Across the street, the facade of city hall’s elegant dome had peeled away, leaving only the metalwork structure. I stared at it in shock, remembering the awe with which my cousin had pointed out the pride of San Francisco and Sullivan Building. “This is what Papa does,” she’d said, grabbing my arm. “Look at how lovely it is! Papa says it’s what all buildings in the future will aspire to.”

It had been imposing, and beautiful. What had taken decades to build was now only a spectacular wreck of broken pillars and piles of powdery stone. The ground shook again to the accompaniment of screams and gasps. Another pillar from city hall toppled, smashing, spewing debris from its interior.

A steady exodus spilled from rising pillars of smoke. Most headed toward the waterfront and the ferry to Oakland, away from the city. Others stood watching the fire grow south of Market Street, where there were mostly poor shanties and ramshackle wooden buildings. Firefighters raced with their engines and muscled horses while others worked relentlessly, looking for survivors. Smoke grayed the air. A tangle of warped rails, fallen trolley poles, and drooping wires choked the streets. Posters from Carmen, which had apparently played at the Opera House last night, lay trampled and torn.

I was caught in the moving crowd, pressed on all sides, borne along without volition.

My feet hurt even with bandages and shoes. I stopped dead at a sudden, deafening blast, and a manhole cover shot fifty feet into the air, with it a fusillade of paving stones and dirt. The horse standing near shied, upsetting its cart, spilling kegs of wine, which ruptured and poured into the hole, so the stink of sewage mixed noxiously with the tang of wine.

“Get out of here!” shouted a soldier. “Go on! Over there!”

I went to where he directed me. Men scrambled over fallen walls, trying to pull survivors from the ruins in a cloud of smoke and heat.

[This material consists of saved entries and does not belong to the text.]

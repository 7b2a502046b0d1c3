//! Deliberation state machine
//!
//! A proposal carries three independent statuses:
//! - deliberation: the organizers' decision (`PENDING` -> `ACCEPTED` | `REJECTED`)
//! - publication: whether the decision was announced to the speakers
//! - confirmation: the speaker's answer to an accepted, published proposal
//!
//! Every transition is checked here; callers persist the result.

use crate::error::AppError;
use serde::{Deserialize, Serialize};
use std::fmt;
use std::str::FromStr;
use thiserror::Error;

/// Organizer decision on a proposal
#[derive(Debug, Clone, Copy, PartialEq, Eq, Hash, Serialize, Deserialize, Default)]
#[serde(rename_all = "SCREAMING_SNAKE_CASE")]
pub enum DeliberationStatus {
    #[default]
    Pending,
    Accepted,
    Rejected,
}

/// Whether the decision has been announced
#[derive(Debug, Clone, Copy, PartialEq, Eq, Hash, Serialize, Deserialize, Default)]
#[serde(rename_all = "SCREAMING_SNAKE_CASE")]
pub enum PublicationStatus {
    #[default]
    NotPublished,
    Published,
}

/// Speaker answer to an accepted proposal
#[derive(Debug, Clone, Copy, PartialEq, Eq, Hash, Serialize, Deserialize)]
#[serde(rename_all = "SCREAMING_SNAKE_CASE")]
pub enum ConfirmationStatus {
    Pending,
    Confirmed,
    Declined,
}

/// Outcome an organizer can deliberate to
#[derive(Debug, Clone, Copy, PartialEq, Eq, Serialize, Deserialize)]
#[serde(rename_all = "SCREAMING_SNAKE_CASE")]
pub enum Decision {
    Accepted,
    Rejected,
}

impl From<Decision> for DeliberationStatus {
    fn from(decision: Decision) -> Self {
        match decision {
            Decision::Accepted => DeliberationStatus::Accepted,
            Decision::Rejected => DeliberationStatus::Rejected,
        }
    }
}

/// Answer a speaker can give
#[derive(Debug, Clone, Copy, PartialEq, Eq, Serialize, Deserialize)]
#[serde(rename_all = "SCREAMING_SNAKE_CASE")]
pub enum SpeakerAnswer {
    Confirmed,
    Declined,
}

impl From<SpeakerAnswer> for ConfirmationStatus {
    fn from(answer: SpeakerAnswer) -> Self {
        match answer {
            SpeakerAnswer::Confirmed => ConfirmationStatus::Confirmed,
            SpeakerAnswer::Declined => ConfirmationStatus::Declined,
        }
    }
}

/// Rejected transition
#[derive(Error, Debug, Clone, PartialEq, Eq)]
pub enum TransitionError {
    #[error("Proposal has already been deliberated ({0})")]
    AlreadyDeliberated(DeliberationStatus),

    #[error("Proposal has not been deliberated yet")]
    NotDeliberated,

    #[error("Proposal result has already been published")]
    AlreadyPublished,

    #[error("Only accepted proposals can be confirmed (status is {0})")]
    NotAccepted(DeliberationStatus),

    #[error("Proposal result has not been published yet")]
    NotPublished,

    #[error("Proposal has already been answered ({0})")]
    AlreadyAnswered(ConfirmationStatus),

    #[error("Proposal status was changed by another request")]
    Concurrent,
}

impl From<TransitionError> for AppError {
    fn from(err: TransitionError) -> Self {
        AppError::Forbidden(err.to_string())
    }
}

/// Combined statuses of a proposal
#[derive(Debug, Clone, Copy, PartialEq, Eq, Serialize, Deserialize, Default)]
#[serde(rename_all = "camelCase")]
pub struct DeliberationState {
    pub deliberation_status: DeliberationStatus,
    pub publication_status: PublicationStatus,
    pub confirmation_status: Option<ConfirmationStatus>,
}

impl DeliberationState {
    /// Record the organizers' decision. A decision is final.
    pub fn deliberate(&mut self, decision: Decision) -> Result<(), TransitionError> {
        if self.deliberation_status != DeliberationStatus::Pending {
            return Err(TransitionError::AlreadyDeliberated(self.deliberation_status));
        }
        self.deliberation_status = decision.into();
        Ok(())
    }

    /// Announce the decision. Accepted proposals start waiting for the speaker.
    pub fn publish(&mut self) -> Result<(), TransitionError> {
        if self.deliberation_status == DeliberationStatus::Pending {
            return Err(TransitionError::NotDeliberated);
        }
        if self.publication_status == PublicationStatus::Published {
            return Err(TransitionError::AlreadyPublished);
        }
        self.publication_status = PublicationStatus::Published;
        if self.deliberation_status == DeliberationStatus::Accepted {
            self.confirmation_status = Some(ConfirmationStatus::Pending);
        }
        Ok(())
    }

    /// Record the speaker's answer
    pub fn confirm(&mut self, answer: SpeakerAnswer) -> Result<(), TransitionError> {
        if self.deliberation_status != DeliberationStatus::Accepted {
            return Err(TransitionError::NotAccepted(self.deliberation_status));
        }
        if self.publication_status != PublicationStatus::Published {
            return Err(TransitionError::NotPublished);
        }
        match self.confirmation_status {
            Some(ConfirmationStatus::Pending) | None => {
                self.confirmation_status = Some(answer.into());
                Ok(())
            }
            Some(answered) => Err(TransitionError::AlreadyAnswered(answered)),
        }
    }

    /// Accepted, published and still waiting for the speaker
    pub fn awaits_confirmation(&self) -> bool {
        self.deliberation_status == DeliberationStatus::Accepted
            && self.publication_status == PublicationStatus::Published
            && self.confirmation_status == Some(ConfirmationStatus::Pending)
    }

    /// Whether the decision is visible to the speakers
    pub fn is_published(&self) -> bool {
        self.publication_status == PublicationStatus::Published
    }

    /// Statuses as a speaker may see them: an unpublished decision stays hidden.
    pub fn visible_to_speaker(&self) -> Self {
        if self.is_published() {
            *self
        } else {
            Self::default()
        }
    }
}

impl DeliberationStatus {
    pub fn as_str(&self) -> &'static str {
        match self {
            DeliberationStatus::Pending => "PENDING",
            DeliberationStatus::Accepted => "ACCEPTED",
            DeliberationStatus::Rejected => "REJECTED",
        }
    }
}

impl PublicationStatus {
    pub fn as_str(&self) -> &'static str {
        match self {
            PublicationStatus::NotPublished => "NOT_PUBLISHED",
            PublicationStatus::Published => "PUBLISHED",
        }
    }
}

impl ConfirmationStatus {
    pub fn as_str(&self) -> &'static str {
        match self {
            ConfirmationStatus::Pending => "PENDING",
            ConfirmationStatus::Confirmed => "CONFIRMED",
            ConfirmationStatus::Declined => "DECLINED",
        }
    }
}

impl fmt::Display for DeliberationStatus {
    fn fmt(&self, f: &mut fmt::Formatter<'_>) -> fmt::Result {
        f.write_str(self.as_str())
    }
}

impl fmt::Display for PublicationStatus {
    fn fmt(&self, f: &mut fmt::Formatter<'_>) -> fmt::Result {
        f.write_str(self.as_str())
    }
}

impl fmt::Display for ConfirmationStatus {
    fn fmt(&self, f: &mut fmt::Formatter<'_>) -> fmt::Result {
        f.write_str(self.as_str())
    }
}

impl FromStr for DeliberationStatus {
    type Err = AppError;

    fn from_str(s: &str) -> Result<Self, Self::Err> {
        match s {
            "PENDING" => Ok(DeliberationStatus::Pending),
            "ACCEPTED" => Ok(DeliberationStatus::Accepted),
            "REJECTED" => Ok(DeliberationStatus::Rejected),
            other => Err(AppError::BadRequest(format!(
                "Unknown deliberation status '{}'",
                other
            ))),
        }
    }
}

impl FromStr for PublicationStatus {
    type Err = AppError;

    fn from_str(s: &str) -> Result<Self, Self::Err> {
        match s {
            "NOT_PUBLISHED" => Ok(PublicationStatus::NotPublished),
            "PUBLISHED" => Ok(PublicationStatus::Published),
            other => Err(AppError::BadRequest(format!(
                "Unknown publication status '{}'",
                other
            ))),
        }
    }
}

impl FromStr for ConfirmationStatus {
    type Err = AppError;

    fn from_str(s: &str) -> Result<Self, Self::Err> {
        match s {
            "PENDING" => Ok(ConfirmationStatus::Pending),
            "CONFIRMED" => Ok(ConfirmationStatus::Confirmed),
            "DECLINED" => Ok(ConfirmationStatus::Declined),
            other => Err(AppError::BadRequest(format!(
                "Unknown confirmation status '{}'",
                other
            ))),
        }
    }
}

#[cfg(test)]
mod tests {
    use super::*;
    use pretty_assertions::assert_eq;

    fn accepted_and_published() -> DeliberationState {
        let mut state = DeliberationState::default();
        state.deliberate(Decision::Accepted).unwrap();
        state.publish().unwrap();
        state
    }

    #[test]
    fn test_new_proposal_is_pending() {
        let state = DeliberationState::default();
        assert_eq!(state.deliberation_status, DeliberationStatus::Pending);
        assert_eq!(state.publication_status, PublicationStatus::NotPublished);
        assert_eq!(state.confirmation_status, None);
    }

    #[test]
    fn test_deliberation_is_final() {
        let mut state = DeliberationState::default();
        state.deliberate(Decision::Rejected).unwrap();
        assert_eq!(state.deliberation_status, DeliberationStatus::Rejected);

        let err = state.deliberate(Decision::Accepted).unwrap_err();
        assert_eq!(
            err,
            TransitionError::AlreadyDeliberated(DeliberationStatus::Rejected)
        );
    }

    #[test]
    fn test_publish_requires_decision() {
        let mut state = DeliberationState::default();
        assert_eq!(state.publish().unwrap_err(), TransitionError::NotDeliberated);
    }

    #[test]
    fn test_publish_accepted_awaits_confirmation() {
        let state = accepted_and_published();
        assert_eq!(state.confirmation_status, Some(ConfirmationStatus::Pending));
        assert!(state.awaits_confirmation());
    }

    #[test]
    fn test_publish_rejected_has_no_confirmation() {
        let mut state = DeliberationState::default();
        state.deliberate(Decision::Rejected).unwrap();
        state.publish().unwrap();
        assert_eq!(state.confirmation_status, None);
        assert_eq!(state.publish().unwrap_err(), TransitionError::AlreadyPublished);
    }

    #[test]
    fn test_confirm_fails_when_not_accepted() {
        let mut pending = DeliberationState::default();
        assert_eq!(
            pending.confirm(SpeakerAnswer::Confirmed).unwrap_err(),
            TransitionError::NotAccepted(DeliberationStatus::Pending)
        );

        let mut rejected = DeliberationState::default();
        rejected.deliberate(Decision::Rejected).unwrap();
        rejected.publish().unwrap();
        assert_eq!(
            rejected.confirm(SpeakerAnswer::Confirmed).unwrap_err(),
            TransitionError::NotAccepted(DeliberationStatus::Rejected)
        );
    }

    #[test]
    fn test_confirm_fails_before_publication() {
        let mut state = DeliberationState::default();
        state.deliberate(Decision::Accepted).unwrap();
        assert_eq!(
            state.confirm(SpeakerAnswer::Confirmed).unwrap_err(),
            TransitionError::NotPublished
        );
        assert_eq!(state.confirmation_status, None);
    }

    #[test]
    fn test_confirm_and_decline() {
        let mut confirmed = accepted_and_published();
        confirmed.confirm(SpeakerAnswer::Confirmed).unwrap();
        assert_eq!(confirmed.confirmation_status, Some(ConfirmationStatus::Confirmed));
        assert!(!confirmed.awaits_confirmation());

        let mut declined = accepted_and_published();
        declined.confirm(SpeakerAnswer::Declined).unwrap();
        assert_eq!(declined.confirmation_status, Some(ConfirmationStatus::Declined));
    }

    #[test]
    fn test_answer_is_final() {
        let mut state = accepted_and_published();
        state.confirm(SpeakerAnswer::Declined).unwrap();
        assert_eq!(
            state.confirm(SpeakerAnswer::Confirmed).unwrap_err(),
            TransitionError::AlreadyAnswered(ConfirmationStatus::Declined)
        );
    }

    #[test]
    fn test_unpublished_decision_is_hidden_from_speakers() {
        let mut state = DeliberationState::default();
        state.deliberate(Decision::Rejected).unwrap();
        assert_eq!(state.visible_to_speaker(), DeliberationState::default());

        state.publish().unwrap();
        assert_eq!(state.visible_to_speaker(), state);
    }

    #[test]
    fn test_transition_error_is_forbidden() {
        let err: AppError = TransitionError::NotPublished.into();
        assert!(matches!(err, AppError::Forbidden(_)));
    }

    #[test]
    fn test_status_strings_round_trip() {
        for status in [
            DeliberationStatus::Pending,
            DeliberationStatus::Accepted,
            DeliberationStatus::Rejected,
        ] {
            assert_eq!(status.as_str().parse::<DeliberationStatus>().unwrap(), status);
        }
        assert!("MAYBE".parse::<ConfirmationStatus>().is_err());
    }

    #[test]
    fn test_statuses_display_as_wire_strings() {
        assert_eq!(PublicationStatus::NotPublished.to_string(), "NOT_PUBLISHED");
        assert_eq!(PublicationStatus::Published.to_string(), "PUBLISHED");
        assert_eq!(DeliberationStatus::Accepted.to_string(), "ACCEPTED");
        assert_eq!(ConfirmationStatus::Declined.to_string(), "DECLINED");
    }
}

Screams from inside the rubble: “Help!” “Don’t let me burn alive!” and “Please, get me out!” Rescuers swore and worked feverishly, then fell back as the boards caught in the intense heat and the screams that followed from those caught within—dear God, such a terrible sound, one that vibrated into my skull until the flames took it and it dissipated in smoke. I spun away, my eyes stinging. The cries were swallowed by the sound of sucking air and crackling boards and plaster and paper. The heat was stifling; cinders fell like rain, one burning its way into the wool of my jacket until I beat it away.

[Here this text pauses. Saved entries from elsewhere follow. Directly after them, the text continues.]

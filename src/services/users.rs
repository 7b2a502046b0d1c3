//! Accounts and speaker profiles

use crate::auth::{hash_password, verify_password};
use crate::error::{not_found_error, AppError};
use crate::models::{RegisterRequest, UpdateProfileRequest, User};
use crate::store::Repository;
use chrono::Utc;
use std::sync::Arc;
use tracing::info;
use uuid::Uuid;

pub struct UserService {
    repo: Arc<dyn Repository>,
}

impl UserService {
    pub fn new(repo: Arc<dyn Repository>) -> Self {
        Self { repo }
    }

    pub async fn register(&self, request: RegisterRequest) -> Result<User, AppError> {
        let email = request.email.trim().to_lowercase();
        if self.repo.find_user_by_email(&email).await?.is_some() {
            return Err(AppError::Conflict("Email already registered".to_string()));
        }

        let password_hash = hash_password(&request.password)?;
        let user = self
            .repo
            .create_user(User::new(email, password_hash, request.name.trim()))
            .await?;

        info!(user = %user.id, "User registered");
        Ok(user)
    }

    /// Check credentials. Unknown email and wrong password look the same.
    pub async fn authenticate(&self, email: &str, password: &str) -> Result<User, AppError> {
        let invalid = || AppError::Unauthorized("Invalid email or password".to_string());
        let user = self
            .repo
            .find_user_by_email(&email.trim().to_lowercase())
            .await?
            .ok_or_else(invalid)?;

        if !verify_password(password, &user.password_hash)? {
            return Err(invalid());
        }
        Ok(user)
    }

    pub async fn profile(&self, user_id: Uuid) -> Result<User, AppError> {
        self.repo
            .find_user(user_id)
            .await?
            .ok_or_else(|| not_found_error("User not found"))
    }

    /// Update the speaker profile. Absent fields are left unchanged.
    pub async fn update_profile(
        &self,
        user_id: Uuid,
        update: UpdateProfileRequest,
    ) -> Result<User, AppError> {
        let mut user = self.profile(user_id).await?;
        if let Some(name) = update.name {
            user.name = name.trim().to_string();
        }
        if let Some(bio) = update.bio {
            user.bio = Some(bio);
        }
        if let Some(company) = update.company {
            user.company = Some(company);
        }
        if let Some(location) = update.location {
            user.location = Some(location);
        }
        user.updated_at = Utc::now();
        self.repo.update_user(user).await
    }
}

After that I walked without regard for my feet or the smoke or my throbbing head. The city was no longer mine but a place I didn’t know. I had no idea where I was going, only that I must keep on, get away, stay hidden, find a place to rest, to think. I was mad with thirst; the next time I came across a broken water main, I knelt with others to drink. Though the water was dirty and tasted foul, it was water, and I was grateful for it.

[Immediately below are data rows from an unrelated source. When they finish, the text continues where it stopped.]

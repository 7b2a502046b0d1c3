//! PostgreSQL repository
//!
//! Enumerations are stored as TEXT and parsed back with `FromStr`.
//! Speakers and languages of a proposal are array columns.

use super::Repository;
use crate::config::DatabaseConfig;
use crate::deliberation::DeliberationState;
use crate::error::AppError;
use crate::models::{Comment, CommentChannel, Event, Proposal, Review, Team, TeamMember, TeamRole, User};
use async_trait::async_trait;
use deadpool_postgres::{Config, ManagerConfig, Pool, RecyclingMethod, Runtime};
use postgres_types::ToSql;
use tokio_postgres::error::SqlState;
use tokio_postgres::{NoTls, Row};
use tracing::{debug, info};
use uuid::Uuid;

const SCHEMA: &[&str] = &[
    "CREATE TABLE IF NOT EXISTS users (
        id UUID PRIMARY KEY,
        email VARCHAR(255) UNIQUE NOT NULL,
        password_hash VARCHAR(255) NOT NULL,
        name VARCHAR(255) NOT NULL,
        bio TEXT,
        company VARCHAR(255),
        location VARCHAR(255),
        created_at TIMESTAMPTZ NOT NULL,
        updated_at TIMESTAMPTZ NOT NULL
    )",
    "CREATE TABLE IF NOT EXISTS teams (
        id UUID PRIMARY KEY,
        name VARCHAR(255) NOT NULL,
        slug VARCHAR(255) UNIQUE NOT NULL,
        invitation_code VARCHAR(64) UNIQUE NOT NULL,
        created_at TIMESTAMPTZ NOT NULL,
        updated_at TIMESTAMPTZ NOT NULL
    )",
    "CREATE TABLE IF NOT EXISTS team_members (
        team_id UUID NOT NULL REFERENCES teams(id) ON DELETE CASCADE,
        user_id UUID NOT NULL REFERENCES users(id) ON DELETE CASCADE,
        role VARCHAR(16) NOT NULL,
        joined_at TIMESTAMPTZ NOT NULL,
        PRIMARY KEY (team_id, user_id)
    )",
    "CREATE TABLE IF NOT EXISTS events (
        id UUID PRIMARY KEY,
        team_id UUID NOT NULL REFERENCES teams(id) ON DELETE CASCADE,
        name VARCHAR(255) NOT NULL,
        slug VARCHAR(255) UNIQUE NOT NULL,
        type VARCHAR(16) NOT NULL,
        description TEXT,
        location VARCHAR(255),
        cfp_start TIMESTAMPTZ,
        cfp_end TIMESTAMPTZ,
        max_proposals INTEGER,
        review_enabled BOOLEAN NOT NULL DEFAULT true,
        display_proposals_reviews BOOLEAN NOT NULL DEFAULT true,
        display_proposals_speakers BOOLEAN NOT NULL DEFAULT true,
        api_key_hash VARCHAR(64),
        archived BOOLEAN NOT NULL DEFAULT false,
        created_at TIMESTAMPTZ NOT NULL,
        updated_at TIMESTAMPTZ NOT NULL
    )",
    "CREATE TABLE IF NOT EXISTS proposals (
        id UUID PRIMARY KEY,
        event_id UUID NOT NULL REFERENCES events(id) ON DELETE CASCADE,
        title VARCHAR(255) NOT NULL,
        abstract TEXT NOT NULL,
        level VARCHAR(16),
        languages TEXT[] NOT NULL DEFAULT '{}',
        \"references\" TEXT,
        speakers UUID[] NOT NULL,
        deliberation_status VARCHAR(16) NOT NULL DEFAULT 'PENDING',
        publication_status VARCHAR(16) NOT NULL DEFAULT 'NOT_PUBLISHED',
        confirmation_status VARCHAR(16),
        created_at TIMESTAMPTZ NOT NULL,
        updated_at TIMESTAMPTZ NOT NULL
    )",
    "CREATE TABLE IF NOT EXISTS reviews (
        id UUID PRIMARY KEY,
        proposal_id UUID NOT NULL REFERENCES proposals(id) ON DELETE CASCADE,
        user_id UUID NOT NULL REFERENCES users(id) ON DELETE CASCADE,
        feeling VARCHAR(16) NOT NULL,
        score INTEGER,
        note TEXT,
        created_at TIMESTAMPTZ NOT NULL,
        updated_at TIMESTAMPTZ NOT NULL,
        UNIQUE (user_id, proposal_id)
    )",
    "CREATE TABLE IF NOT EXISTS comments (
        id UUID PRIMARY KEY,
        proposal_id UUID NOT NULL REFERENCES proposals(id) ON DELETE CASCADE,
        user_id UUID NOT NULL REFERENCES users(id) ON DELETE CASCADE,
        channel VARCHAR(16) NOT NULL,
        content TEXT NOT NULL,
        created_at TIMESTAMPTZ NOT NULL
    )",
    "CREATE INDEX IF NOT EXISTS idx_events_team_id ON events(team_id)",
    "CREATE INDEX IF NOT EXISTS idx_proposals_event_id ON proposals(event_id)",
    "CREATE INDEX IF NOT EXISTS idx_proposals_speakers ON proposals USING GIN (speakers)",
    "CREATE INDEX IF NOT EXISTS idx_reviews_proposal_id ON reviews(proposal_id)",
    "CREATE INDEX IF NOT EXISTS idx_comments_proposal_id ON comments(proposal_id)",
];

const USER_COLUMNS: &str =
    "id, email, password_hash, name, bio, company, location, created_at, updated_at";
const TEAM_COLUMNS: &str = "id, name, slug, invitation_code, created_at, updated_at";
const MEMBER_COLUMNS: &str = "team_id, user_id, role, joined_at";
const EVENT_COLUMNS: &str = "id, team_id, name, slug, type, description, location, cfp_start, \
     cfp_end, max_proposals, review_enabled, display_proposals_reviews, \
     display_proposals_speakers, api_key_hash, archived, created_at, updated_at";
const PROPOSAL_COLUMNS: &str = "id, event_id, title, abstract, level, languages, \"references\", \
     speakers, deliberation_status, publication_status, confirmation_status, created_at, updated_at";
const REVIEW_COLUMNS: &str =
    "id, proposal_id, user_id, feeling, score, note, created_at, updated_at";
const COMMENT_COLUMNS: &str = "id, proposal_id, user_id, channel, content, created_at";

const UPDATE_PENDING_PROPOSAL: &str = "UPDATE proposals SET title = $2, abstract = $3, level = $4, \
     languages = $5, \"references\" = $6, speakers = $7, updated_at = $8 \
     WHERE id = $1 AND deliberation_status = 'PENDING'";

Finally, I stopped at the edge of a large crowd filling a square surrounded with buildings. It took a moment before I saw something familiar in the piles of gathered trunks and bags and people sitting on the grass to watch the billowing gray smoke beyond as they might watch a fireworks program or a grand parade. The genteel grass lawns, the hedges and the benches, mobbed. The pillar with the statue Victory stretched into the sky, glinting in smoldering sunlight, the blocky white pedestal nearly hidden by the masses.